Le priorità del SET Plan (Strategic Energy Technology plan) nell’ambito del Working Group 8 “Bioenergy and renewable fuels for sustainable transports”, sono diversificate a seconda degli stati membri in quanto le specificità agroindustriali delle filiere energetiche si sono sviluppate in maniera diversificata in Europa. Per quanto riguarda il nostro Paese in particolare, le filiere agroforestali nel campo della produzione delle bioenergie devono essere attivate per poter utilizzare appieno il grandissimo potenziale inespresso di cui dispone l’Italia. Abbiamo boschi cedui abbandonati da oltre 40 anni che non sono gestiti e mantenuti e che non svolgono più la funzione di assorbimento di anidride carbonica che, come noto, è molto accentuata nei primi 20 anni di vita della foresta. Per utilizzare questa potenzialità, eventualmente unita anche al recupero delle potature di alberi da frutto, olivi etc., devono essere sviluppate tecnologie di meccanizzazione per la raccolta e la lavorazione di tali tipi di biomasse solide lignocellulosiche. Per quanto riguarda la trasformazione delle biomasse solide, sono già mature tecnologie che permettono la produzione nei vari prodotti dalla filiera del legno quali il cippato, il pellet, le bricchette, il cippatino…

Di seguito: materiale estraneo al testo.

//! Page-level plumbing: geometry, resource dictionaries and content streams

use lopdf::{Dictionary, Document, Object, ObjectId, Stream};

use crate::error::PdfEditError;

/// US Letter, used when no MediaBox can be found.
pub const DEFAULT_PAGE_SIZE: (f64, f64) = (612.0, 792.0);

/// Guard against cyclic Parent chains in malformed page trees.
const MAX_TREE_DEPTH: usize = 32;

fn page_dict(doc: &Document, page_id: ObjectId) -> Result<&Dictionary, PdfEditError> {
    doc.get_object(page_id)
        .and_then(Object::as_dict)
        .map_err(|e| PdfEditError::OperationError(format!("Page {:?}: {}", page_id, e)))
}

fn obj_to_f64(obj: &Object) -> Option<f64> {
    match obj {
        Object::Integer(i) => Some(*i as f64),
        Object::Real(r) => Some(f64::from(*r)),
        _ => None,
    }
}

fn media_box_size(doc: &Document, dict: &Dictionary) -> Option<(f64, f64)> {
    let raw = dict.get(b"MediaBox").ok()?;
    let resolved = match raw {
        Object::Reference(id) => doc.get_object(*id).ok()?,
        other => other,
    };
    let arr = resolved.as_array().ok()?;
    if arr.len() != 4 {
        return None;
    }
    let llx = obj_to_f64(&arr[0])?;
    let lly = obj_to_f64(&arr[1])?;
    let urx = obj_to_f64(&arr[2])?;
    let ury = obj_to_f64(&arr[3])?;
    Some(((urx - llx).abs(), (ury - lly).abs()))
}

/// Width and height of a page in points, inheriting MediaBox through the
/// page tree.
pub fn page_size(doc: &Document, page_id: ObjectId) -> (f64, f64) {
    let mut current = Some(page_id);
    let mut depth = 0;
    while let Some(id) = current {
        if depth > MAX_TREE_DEPTH {
            break;
        }
        let Ok(dict) = doc.get_object(id).and_then(Object::as_dict) else {
            break;
        };
        if let Some(size) = media_box_size(doc, dict) {
            return size;
        }
        current = dict.get(b"Parent").and_then(Object::as_reference).ok();
        depth += 1;
    }
    DEFAULT_PAGE_SIZE
}

pub fn page_height(doc: &Document, page_id: ObjectId) -> f64 {
    page_size(doc, page_id).1
}

/// A named entry to register in a page's resource dictionary,
/// e.g. `/Font /OvFHelvetica 12 0 R`.
#[derive(Debug, Clone, PartialEq)]
pub struct ResourceEntry {
    pub category: &'static str,
    pub name: Vec<u8>,
    pub id: ObjectId,
}

enum ResourceHome {
    Page,
    Shared(ObjectId),
}

fn inherited_resources(doc: &Document, page: &Dictionary) -> Option<Dictionary> {
    let mut parent = page.get(b"Parent").and_then(Object::as_reference).ok();
    let mut depth = 0;
    while let Some(id) = parent {
        if depth > MAX_TREE_DEPTH {
            return None;
        }
        let node = doc.get_object(id).and_then(Object::as_dict).ok()?;
        match node.get(b"Resources") {
            Ok(Object::Reference(res_id)) => {
                return doc.get_object(*res_id).and_then(Object::as_dict).ok().cloned()
            }
            Ok(Object::Dictionary(dict)) => return Some(dict.clone()),
            _ => {}
        }
        parent = node.get(b"Parent").and_then(Object::as_reference).ok();
        depth += 1;
    }
    None
}

fn resolve_resources(
    doc: &Document,
    page_id: ObjectId,
) -> Result<(ResourceHome, Dictionary), PdfEditError> {
    let page = page_dict(doc, page_id)?;
    match page.get(b"Resources") {
        Ok(Object::Reference(id)) => {
            let dict = doc
                .get_object(*id)
                .and_then(Object::as_dict)
                .map_err(|e| PdfEditError::OperationError(format!("Resources: {}", e)))?;
            Ok((ResourceHome::Shared(*id), dict.clone()))
        }
        Ok(Object::Dictionary(dict)) => Ok((ResourceHome::Page, dict.clone())),
        // Pages that inherit resources get their own copy so the additions
        // stay local to them.
        _ => Ok((
            ResourceHome::Page,
            inherited_resources(doc, page).unwrap_or_else(Dictionary::new),
        )),
    }
}

/// First name in `category` that is free or already bound to `id`: `wanted`
/// itself, then `wanted_2`, `wanted_3` and so on.
fn free_name(category: &Dictionary, wanted: &[u8], id: ObjectId) -> Vec<u8> {
    let available = |name: &[u8]| match category.get(name) {
        Ok(Object::Reference(existing)) => *existing == id,
        Ok(_) => false,
        Err(_) => true,
    };
    if available(wanted) {
        return wanted.to_vec();
    }
    let mut suffix = 2u32;
    loop {
        let candidate = [wanted, format!("_{}", suffix).as_bytes()].concat();
        if available(&candidate) {
            return candidate;
        }
        suffix += 1;
    }
}

/// Register resources on a page, creating the category dictionaries as
/// needed. Existing entries are never replaced: an entry whose name is
/// already bound to another object is installed under a fresh name.
///
/// Returns the installed name of each entry, in order.
pub fn install_resources(
    doc: &mut Document,
    page_id: ObjectId,
    entries: &[ResourceEntry],
) -> Result<Vec<Vec<u8>>, PdfEditError> {
    if entries.is_empty() {
        return Ok(Vec::new());
    }

    let (home, mut resources) = resolve_resources(doc, page_id)?;
    let mut installed = Vec::with_capacity(entries.len());

    for entry in entries {
        let reference = Object::Reference(entry.id);
        let name = match resources.get(entry.category.as_bytes()).ok().cloned() {
            Some(Object::Reference(category_id)) => {
                let category = doc
                    .get_object_mut(category_id)
                    .and_then(Object::as_dict_mut)
                    .map_err(|e| {
                        PdfEditError::OperationError(format!("{}: {}", entry.category, e))
                    })?;
                let name = free_name(category, &entry.name, entry.id);
                category.set(name.clone(), reference);
                name
            }
            Some(Object::Dictionary(mut category)) => {
                let name = free_name(&category, &entry.name, entry.id);
                category.set(name.clone(), reference);
                resources.set(entry.category, Object::Dictionary(category));
                name
            }
            _ => {
                let mut category = Dictionary::new();
                category.set(entry.name.clone(), reference);
                resources.set(entry.category, Object::Dictionary(category));
                entry.name.clone()
            }
        };
        installed.push(name);
    }

    match home {
        ResourceHome::Page => {
            let page = doc
                .get_object_mut(page_id)
                .and_then(Object::as_dict_mut)
                .map_err(|e| PdfEditError::OperationError(e.to_string()))?;
            page.set("Resources", Object::Dictionary(resources));
        }
        ResourceHome::Shared(id) => {
            let shared = doc
                .get_object_mut(id)
                .map_err(|e| PdfEditError::OperationError(e.to_string()))?;
            *shared = Object::Dictionary(resources);
        }
    }
    Ok(installed)
}

/// Whether the page already has content that overlay content must follow.
pub fn has_contents(doc: &Document, page_id: ObjectId) -> Result<bool, PdfEditError> {
    let page = page_dict(doc, page_id)?;
    Ok(matches!(
        page.get(b"Contents"),
        Ok(Object::Reference(_)) | Ok(Object::Array(_))
    ))
}

/// Append a content stream after the page's existing content.
///
/// Existing content is preceded by a `q` stream so that the caller's stream,
/// which must open with `Q` in that case, starts from the default graphics
/// state.
pub fn append_content(
    doc: &mut Document,
    page_id: ObjectId,
    content: Vec<u8>,
) -> Result<(), PdfEditError> {
    let existing = page_dict(doc, page_id)?.get(b"Contents").ok().cloned();

    let overlay_id = doc.add_object(Stream::new(Dictionary::new(), content));

    let contents = match existing {
        Some(Object::Reference(existing_id)) => {
            let save_id = doc.add_object(Stream::new(Dictionary::new(), b"q\n".to_vec()));
            Object::Array(vec![
                Object::Reference(save_id),
                Object::Reference(existing_id),
                Object::Reference(overlay_id),
            ])
        }
        Some(Object::Array(existing)) => {
            let save_id = doc.add_object(Stream::new(Dictionary::new(), b"q\n".to_vec()));
            let mut arr = Vec::with_capacity(existing.len() + 2);
            arr.push(Object::Reference(save_id));
            arr.extend(existing);
            arr.push(Object::Reference(overlay_id));
            Object::Array(arr)
        }
        _ => Object::Reference(overlay_id),
    };

    let page = doc
        .get_object_mut(page_id)
        .and_then(Object::as_dict_mut)
        .map_err(|e| PdfEditError::OperationError(e.to_string()))?;
    page.set("Contents", contents);
    Ok(())
}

Qualora tali prodotti debbano essere inviati alla combustione di generatori di calore di modesta potenza, è necessario un trasferimento tecnologico che consenta di migliorare le prestazioni in termini di emissioni. Come noto, uno degli ostacoli allo sviluppo degli impianti a biomassa, soprattutto in alcune regioni dove la qualità dell’aria mostra già forti criticità, è quello della produzione del particolato e delle polveri sottili. Caminetti e stufette a pellet non hanno attualmente dispositivi per abbattere tali emissioni. Attraverso un progetto del Ministero dell’Università, che vede il coinvolgimento degli atenei Palermo, Enna, Perugia, Napoli, Bolzano e Pavia, si stanno mettendo a punto dispositivi intelligenti per abbattere la produzione di vapore acqueo e polveri negli impianti a biomassa di piccola e media taglia.
In che modo la comunità scientifica europea può orientare e accompagnare i processi decisionali in atto?
La comunità scientifica europea opera attraverso due grandi associazioni: l’EERA European Energy Research Alliance e l’University Alliance Europe. La sezione Bioenergy di EERA ha vinto il finanziamento di un progetto per il support al Working Group 8 per implementare le strategie europee per le bioenergie e i combustibili rinnovabili per i trasporti sostenibili.
La comunità scientifica europea svolge un ruolo importante nell’implementazione delle tecnologie del SET plan, lavorando anche nel settore delle normative, alla redazione delle direttive europee e, attraverso la produzione di documenti preparatori, monitora ed orienta i bandi di ricerca per attuare gli Implementation Plan (IP) del SET Plan ed i vari progetti Horizon Europe.
Attraverso queste progettualità è stata finanziata con 100 miliardi di euro la ricerca europea che viene così indirizzata verso lo sviluppo di tecnologie, strumentazioni ed impianti in grado di utilizzare al meglio le filiere delle energie rinnovabili, in particolare quelle delle bioenergie che possiedono un potenziale di più del 50% di tutte le energie rinnovabili in Europa. Ritengo altresì fondamentale, specialmente per l’Italia, ricordare che deve essere strategico tutelare la proprietà intellettuale in quanto oggi i ricercatori non sono stimolati nel fare brevetti perchè vengono valutati solo sulla base delle pubblicazioni su rivista e non sulle attività di ricerca applicata che portano alla produzione dei brevetti. L’Italia non supera il numero dei mille brevetti italiani attivi all’EPO European Patent Office di Monaco. Tale aspetto va cambiato in modo che la ricerca del mondo accademico diventi un’opportunità di crescita e di sviluppo per il nostro Paese.